Société Générale strategist Albert Edwards is predicting a yen crash will force devaluations across Asia, which will have significant repercussions for the West.
In the perma-bear's view the market has not 'grasped the significance of this phase of currency wars'.
'It reminds me of the 2006/07 period when falling US house prices and then widening corporate bond spreads were totally ignored by upbeat equity investors until it was too late,' he reflected.
In his view, the yen is set to follow the US dollar DXY trade-weighted index 'by crashing through multi-decade resistance - around ¥120'. Once the dollar-yen exchange rate reaches this level, he expects a very quick ¥25 move to ¥145.
'I expect the key ¥120/$ support level to be broken soon and the lows of June 2007 (¥124) and February 2002 (¥135) to be rapidly taken out,' he noted.
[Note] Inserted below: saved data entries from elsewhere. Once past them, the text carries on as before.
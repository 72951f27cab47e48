//! Database connection management with pragma configuration.
//!
//! Opens the SQLite database, applies the pragmas needed for WAL mode and
//! cascading bucket deletes, and runs migrations.

use super::migrations;
use crate::Error;
use std::path::Path;
use tokio_rusqlite::Connection;

const PRAGMAS: &str = "PRAGMA journal_mode=WAL;
     PRAGMA synchronous=NORMAL;
     PRAGMA temp_store=MEMORY;
     PRAGMA foreign_keys=ON;";

/// Cache database handle.
///
/// Wraps a tokio-rusqlite Connection that runs database operations
/// on a background thread.
#[derive(Clone, Debug)]
pub struct CacheDb {
    pub(crate) conn: Connection,
}

impl CacheDb {
    /// Open a database at the specified path.
    ///
    /// Creates the file if it doesn't exist, applies pragmas,
    /// and runs any pending migrations.
    pub async fn open(path: impl AsRef<Path>) -> Result<Self, Error> {
        let conn = Connection::open(path).await.map_err(|e| Error::Database(e.into()))?;
        Self::init(conn).await
    }

    /// Open an in-memory database for testing.
    pub async fn open_in_memory() -> Result<Self, Error> {
        let conn = Connection::open_in_memory()
            .await
            .map_err(|e| Error::Database(e.into()))?;
        Self::init(conn).await
    }

    async fn init(conn: Connection) -> Result<Self, Error> {
        conn.call(|conn| {
            conn.execute_batch(PRAGMAS)?;
            Ok(())
        })
        .await
        .map_err(Error::Database)?;

        migrations::run(&conn).await?;

        Ok(Self { conn })
    }

    /// Close the connection, flushing the WAL.
    ///
    /// Every clone of this handle fails with `DATABASE_ERROR` afterwards.
    pub async fn close(self) -> Result<(), Error> {
        self.conn.close().await.map_err(Error::from)
    }
}
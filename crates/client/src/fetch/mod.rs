//! HTTP network access for the worker.
//!
//! ### Network seam
//! - The [`Network`] trait is the only way the worker reaches the network,
//!   so strategies can be exercised against a stub.
//! - Any HTTP status is a response; only transport failures are errors.
//!
//! ### Limits
//! - Max redirects: 5 (configurable)
//! - Max body bytes: 10MB (configurable)
//! - Request timeout: 20s (configurable)

pub mod url;

use bytes::Bytes;
use reqwest::{Client, Method};
use sisgate_core::{AppConfig, Error, Request, Response};
use std::time::{Duration, Instant};

pub use self::url::{UrlError, resolve};

/// Source of live responses.
#[async_trait::async_trait]
pub trait Network: Send + Sync {
    /// Send the request and return whatever the server answered.
    ///
    /// # Errors
    ///
    /// Returns an error only when no response could be obtained.
    async fn fetch(&self, request: &Request) -> Result<Response, Error>;
}

/// Configuration for the fetch client.
#[derive(Debug, Clone)]
pub struct FetchConfig {
    /// User agent string (default: "sisgate-sw/0.1")
    pub user_agent: String,

    /// Maximum response body size in bytes (default: 10MB)
    pub max_bytes: usize,

    /// Request timeout (default: 20s)
    pub timeout: Duration,

    /// Maximum number of redirects to follow (default: 5)
    pub max_redirects: usize,
}

impl Default for FetchConfig {
    fn default() -> Self {
        Self {
            user_agent: "sisgate-sw/0.1".to_string(),
            max_bytes: 10 * 1024 * 1024,
            timeout: Duration::from_millis(20000),
            max_redirects: 5,
        }
    }
}

impl From<&AppConfig> for FetchConfig {
    fn from(config: &AppConfig) -> Self {
        Self {
            user_agent: config.user_agent.clone(),
            max_bytes: config.max_bytes,
            timeout: config.timeout(),
            max_redirects: config.max_redirects,
        }
    }
}

/// reqwest-backed [`Network`].
pub struct FetchClient {
    http: Client,
    config: FetchConfig,
}

impl FetchClient {
    /// Create a new fetch client with the given configuration.
    pub fn new(config: FetchConfig) -> Result<Self, Error> {
        let http = Client::builder()
            .user_agent(&config.user_agent)
            .timeout(config.timeout)
            .redirect(reqwest::redirect::Policy::limited(config.max_redirects))
            .use_rustls_tls()
            .gzip(true)
            .brotli(true)
            .deflate(true)
            .build()
            .map_err(|e| Error::Network(format!("failed to build HTTP client: {}", e)))?;

        Ok(Self { http, config })
    }

    fn build(&self, request: &Request) -> Result<reqwest::RequestBuilder, Error> {
        let method = Method::from_bytes(request.method.as_bytes())
            .map_err(|_| Error::InvalidInput(format!("unsupported method: {}", request.method)))?;

        let mut builder = self.http.request(method, request.url.as_str());
        for (name, value) in &request.headers {
            builder = builder.header(name.as_str(), value.as_str());
        }
        if let Some(body) = &request.body {
            builder = builder.body(body.clone());
        }
        Ok(builder)
    }
}

#[async_trait::async_trait]
impl Network for FetchClient {
    async fn fetch(&self, request: &Request) -> Result<Response, Error> {
        let start = Instant::now();

        let response = self.build(request)?.send().await.map_err(|e| {
            if e.is_timeout() {
                Error::FetchTimeout(format!("{} after {:?}", request.url, self.config.timeout))
            } else {
                Error::Network(format!("{} {}: {}", request.method, request.url, e))
            }
        })?;

        if let Some(len) = response.content_length()
            && len as usize > self.config.max_bytes
        {
            return Err(Error::FetchTooLarge(format!(
                "{} bytes exceeds {}",
                len, self.config.max_bytes
            )));
        }

        let status = response.status();
        let final_url = response.url().to_string();
        let headers: Vec<(String, String)> = response
            .headers()
            .iter()
            .filter_map(|(name, value)| value.to_str().ok().map(|v| (name.as_str().to_string(), v.to_string())))
            .collect();

        let bytes: Bytes = response
            .bytes()
            .await
            .map_err(|e| Error::Network(format!("failed to read response: {}", e)))?;

        if bytes.len() > self.config.max_bytes {
            return Err(Error::FetchTooLarge(format!(
                "{} bytes exceeds {}",
                bytes.len(),
                self.config.max_bytes
            )));
        }

        tracing::debug!(
            method = %request.method,
            url = %request.url,
            status = status.as_u16(),
            bytes = bytes.len(),
            fetch_ms = start.elapsed().as_millis() as u64,
            "network fetch complete"
        );

        Ok(Response { url: final_url, status: status.as_u16(), headers, body: bytes })
    }
}
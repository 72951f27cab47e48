//! sisgate-sw entry point.
//!
//! Builds the offline worker once, registers it (install + activate), and
//! serves its events as MCP tools on stdio. Logging goes to stderr to avoid
//! interfering with the JSON-RPC protocol on stdout.

use std::sync::Arc;

use anyhow::Result;
use rmcp::service::serve_server;
use rmcp::transport::io::stdio;
use sisgate_client::{FetchClient, FetchConfig, ServiceWorker, WorkerConfig};
use sisgate_core::{AppConfig, CacheDb, CacheStorage};
use tracing_subscriber::EnvFilter;

mod error;
mod handler;
mod tools;

#[tokio::main]
async fn main() -> Result<()> {
    tracing_subscriber::fmt()
        .with_env_filter(EnvFilter::from_default_env())
        .with_writer(std::io::stderr)
        .json()
        .init();

    let config = AppConfig::load()?;
    tracing::info!(cache_name = %config.cache_name, db_path = %config.db_path.display(), "starting sisgate-sw on stdio transport");

    let db = CacheDb::open(&config.db_path).await?;
    let network = Arc::new(FetchClient::new(FetchConfig::from(&config))?);
    let worker = Arc::new(ServiceWorker::new(
        WorkerConfig::from_app_config(&config)?,
        CacheStorage::new(db.clone()),
        network,
    ));

    match worker.register().await {
        Ok(report) => tracing::info!(deleted = ?report.deleted, "worker registered"),
        Err(e) => tracing::error!(error = %e, "worker registration failed; requests pass through until sw_install succeeds"),
    }

    let handler = handler::HubWorkerServer::new(worker);
    let transport = stdio();
    let server = serve_server(handler, transport).await?;

    server.waiting().await?;

    db.close().await?;
    Ok(())
}
//! cache_delete tool implementation.
//!
//! Removes a whole bucket, the only eviction the store supports.

use crate::error::ToolError;
use crate::tools::json_result;
use rmcp::{ErrorData as McpError, model::CallToolResult};
use schemars::JsonSchema;
use serde::{Deserialize, Serialize};
use sisgate_client::ServiceWorker;

/// Parameters for the cache_delete tool.
#[derive(Debug, Clone, Serialize, Deserialize, JsonSchema)]
pub struct CacheDeleteParams {
    /// Bucket name to delete.
    pub name: String,
}

/// Output from the cache_delete tool.
#[derive(Debug, Clone, Serialize, Deserialize)]
pub struct CacheDeleteOutput {
    pub name: String,
    /// False when no bucket had that name.
    pub deleted: bool,
}

/// Implementation of the cache_delete tool.
pub async fn delete_impl(worker: &ServiceWorker, params: CacheDeleteParams) -> Result<CallToolResult, McpError> {
    if params.name.trim().is_empty() {
        return Err(ToolError::InvalidInput("name cannot be empty".into()).into());
    }

    if params.name == worker.config().cache_name {
        tracing::warn!(name = %params.name, "deleting the current bucket; offline shell is gone until reinstall");
    }

    let deleted = worker.storage().delete(&params.name).await?;
    json_result(&CacheDeleteOutput { name: params.name, deleted })
}

#[cfg(test)]
mod tests {
    use super::*;
    use crate::tools::testing::{StubNetwork, output, worker};

    #[tokio::test]
    async fn test_delete_existing_and_missing() {
        let worker = worker(StubNetwork::new()).await;
        worker.storage().open("sisgate-hub-v1").await.unwrap();

        let params = CacheDeleteParams { name: "sisgate-hub-v1".into() };
        let out: CacheDeleteOutput = output(&delete_impl(&worker, params.clone()).await.unwrap());
        assert!(out.deleted);

        let out: CacheDeleteOutput = output(&delete_impl(&worker, params).await.unwrap());
        assert!(!out.deleted);
    }

    #[tokio::test]
    async fn test_delete_no_name() {
        let worker = worker(StubNetwork::new()).await;
        let params = CacheDeleteParams { name: " ".into() };
        assert!(delete_impl(&worker, params).await.is_err());
    }
}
This, he expects, will force devaluations across the whole Asian region and will send a tidal wave of deflation westwards.
'I simply think Japan will lose control of the situation given the quantity of quantitative (QE) being spewed into the markets and unless the US, the eurozone, or indeed Korea, is prepared to come remotely close to Japan's rate of QE, jawboning currency stability will do very little,' Edwards explained.
'But I do believe the yen devaluation will drag down other competing currencies in the Asian region,' he added - not least China.
He points to 32 successive months of deflation in China at the producer price level and poses the question: do investors think China can cope with a devaluation of the yen from here?
He answered: 'They simply can’t tolerate this and they won’t. They will devalue.'
He points out that strategists are rarely willing to make bold currency forecasts and therefore do not tend to predict too far from the current spot rate.
'It is mainly the fear of being wrong that prevents them from making bold forecasts, despite consistent evidence that markets are far more volatile than their mundane forecasts ever suggest,' he added.
While Japan is cheap and getting cheaper, he anticipates further dollar strength ahead too.
Edwards is not a strong believer in quantitative easing (QE) in terms of Bernanke's former approach of pushing up asset prices to inflate the real economy.
Yet he believes the only way that QE works is via the exchange rate and commends the Bank of Japan for genuinely doing whatever it takes. This contrasts starkly with the European Central Bank, he comments.
'The problem for the eurozone is that Draghi is getting increasingly long on promises and pretty disappointing on delivery. Japan is just on a different page, league, or indeed planet, altogether,' he added.
He anticipates the yen could fall to the July 08 low of ¥170 versus the euro.